McSally's political opponents continue to focus on unseating the rising GOP star in the highly competitive Congressional District 2. New groups such as Indivisible Southern Arizona and McSally Take a Stand continue to hold regular demonstrations outside her midtown office. And last week, McSally took fire from both the right and the left in the form of TV ads targeting the GOP's stalled efforts to repeal and replace Obamacare.
Save My Care, which is funded by Alliance for Healthcare Security (which is in turn funded by healthcare groups and labor unions), hit McSally with a TV ad highlighting provisions of the Affordable Care Act repeal legislation that crashed and burned in the House of Representatives last month. The ad criticized McSally for supporting legislation that raised premiums, particularly among Americans older than 50, and caused 24 million to lose health insurance (according to a Congressional Budget Office analysis).
Meanwhile, the conservative Club for Growth aired an ad accusing "professional politicians like Martha McSally" of "standing in the way" of an effort to resurrect the healthcare legislation.
Barry said the two ads "reveal what this all really about: politics as usual in Washington. Despite these attacks from all sides, McSally remains resolved and focused on being a constructive voice in the legislative fight for better health care for Southern Arizona, including the most vulnerable in our community."
McSally is finding support from her political allies. Earlier this week, America First Policies, a political nonprofit aligned with Trump, announced plans to run TV and digital ads supporting her and other Republicans who supported Trump's efforts to push the House healthcare legislation that failed last month.

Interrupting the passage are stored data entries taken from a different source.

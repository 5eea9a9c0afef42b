pub mod config_manager;
pub mod exporters;
pub mod monitor;
pub mod tracker;
pub mod watchdog_client;

pub use watchdog_client::WatchdogClient;
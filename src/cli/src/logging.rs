use anyhow::{Context, Result};
use tracing_subscriber::{fmt, prelude::*, EnvFilter};

/// Logs go to stderr so they never interleave with the JSONL sink.
/// `RUST_LOG` wins when set; otherwise the debug flag decides the level.
pub fn setup_logging(debug: bool) -> Result<()> {
    let default_directive = if debug { "debug" } else { "info" };
    let filter =
        EnvFilter::try_from_default_env().unwrap_or_else(|_| EnvFilter::new(default_directive));

    let stderr_layer = fmt::layer().with_target(false).with_writer(std::io::stderr);

    let subscriber = tracing_subscriber::registry()
        .with(filter)
        .with(stderr_layer);

    tracing::subscriber::set_global_default(subscriber)
        .context("Failed to set tracing subscriber")?;

    Ok(())
}
use aiwatch_common::constants::SNAPSHOT_TIMEOUT_SECS;
use aiwatch_common::types::snapshot::ProcessSnapshotEntry;
use anyhow::{Context, Result};
use std::sync::Arc;
use std::time::Duration;
use sysinfo::{Process, ProcessRefreshKind, System, Users};
use tokio::sync::RwLock;
use tracing::debug;

/// Point-in-time view of the host process table.
///
/// One `snapshot()` call per scan tick. The refresh runs on a blocking
/// worker and is bounded by a timeout so a stuck read of one process's
/// metadata cannot stall the tick; fields the host refuses to disclose
/// degrade to empty values instead of failing the snapshot.
pub struct SnapshotProvider {
    system: Arc<RwLock<System>>,
    users: Arc<RwLock<Users>>,
}

impl SnapshotProvider {
    pub fn new() -> Self {
        Self {
            system: Arc::new(RwLock::new(System::new())),
            users: Arc::new(RwLock::new(Users::new_with_refreshed_list())),
        }
    }

    /// Enumerates live processes, yielding one entry per process. An empty
    /// host table yields an empty vector, not an error; processes that
    /// exit between enumeration and inspection are simply absent.
    pub async fn snapshot(&self) -> Result<Vec<ProcessSnapshotEntry>> {
        self.refresh().await?;

        let system = self.system.read().await;
        let users = self.users.read().await;

        let entries: Vec<ProcessSnapshotEntry> = system
            .processes()
            .iter()
            .map(|(pid, process)| build_entry(pid.as_u32(), process, &users))
            .collect();

        debug!("Snapshot captured {} processes", entries.len());
        Ok(entries)
    }

    async fn refresh(&self) -> Result<()> {
        let system = Arc::clone(&self.system);
        let users = Arc::clone(&self.users);

        let refresh = tokio::task::spawn_blocking(move || {
            system
                .blocking_write()
                .refresh_processes_specifics(ProcessRefreshKind::everything());
            users.blocking_write().refresh_list();
        });

        tokio::time::timeout(Duration::from_secs(SNAPSHOT_TIMEOUT_SECS), refresh)
            .await
            .context("process table refresh timed out")?
            .context("process table refresh worker failed")?;
        Ok(())
    }
}

impl Default for SnapshotProvider {
    fn default() -> Self {
        Self::new()
    }
}

fn build_entry(pid: u32, process: &Process, users: &Users) -> ProcessSnapshotEntry {
    let user = process
        .user_id()
        .and_then(|uid| users.get_user_by_id(uid))
        .map(|user| user.name().to_string())
        .unwrap_or_else(|| "unknown".to_string());

    ProcessSnapshotEntry {
        pid,
        name: process.name().to_string(),
        exe_path: process
            .exe()
            .map(|path| path.to_string_lossy().into_owned())
            .unwrap_or_default(),
        cmdline: process.cmd().to_vec(),
        start_time: process.start_time(),
        user,
    }
}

DJ Quinlan, spokesman for the Arizona Alliance for Healthcare Security, said the ads by America First Policies was another demonstration that McSally was aligned with Trump.

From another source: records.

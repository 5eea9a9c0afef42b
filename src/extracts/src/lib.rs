pub mod snapshot;

pub use snapshot::SnapshotProvider;
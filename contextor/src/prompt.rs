//! Prompt builder: fixed system message, page-labelled context block.

use rag_store::RagHit;

/// System instruction sent with every question.
pub const DEFAULT_SYSTEM: &str = "You are a helpful assistant.";

/// Joins hits (rank order) as `Page {n}: {text}` blocks separated by a
/// blank line. The page label is printed as stored (`5`, `iv`); hits
/// without one are labelled `Unknown`.
///
/// # Example
/// ```
/// # use contextor::prompt::build_context;
/// assert_eq!(build_context(&[]), "");
/// ```
pub fn build_context(hits: &[RagHit]) -> String {
    hits.iter()
        .map(|h| {
            let page = h
                .chunk
                .page_label()
                .unwrap_or_else(|| "Unknown".to_string());
            format!("Page {page}: {}", h.chunk.content)
        })
        .collect::<Vec<_>>()
        .join("\n\n")
}

/// Wraps `context` and `query` into the user message.
pub fn build_user_prompt(query: &str, context: &str) -> String {
    format!(
        "You are an AI assistant helping answer questions based on provided context. \
         The context contains information extracted from multiple pages of a document. \
         Please use this context to provide a detailed and accurate response to the question.\
         \n\nContext: {context}\n\nQuestion: {query}\n\nAnswer:"
    )
}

"McSally showed her true colors when she supported a bill that would take healthcare coverage away from 41,000 people in her own community," said Quinlan said in a prepared statement. "She has forgotten that she is supposed to be working for the people of Southern Arizona, not taking orders from Donald Trump."
Meanwhile, former Air Force fighter pilot Jeff Latas, a Democrat who lost a primary for an open congressional seat in 2006, launched an exploratory committee to weigh his chances against McSally, while earlier this week, Prep and Pastry cofounder and current Hotel Congress operations manager Billy Kovacs, who has never run for office, announced he wanted to challenge McSally. And former state lawmaker Victoria Steele, who sought to challenge McSally in 2016 but lost her Democratic primary to former state lawmaker Matt Heinz, is also considering another run in the district.
The other hot rumor in the district has former Arizona congresswoman Ann Kirkpatrick relocating to Southern Arizona to challenge McSally. Kirkpatrick gave up her seat in Congressional District 1 to challenge U.S. Sen. John McCain last year.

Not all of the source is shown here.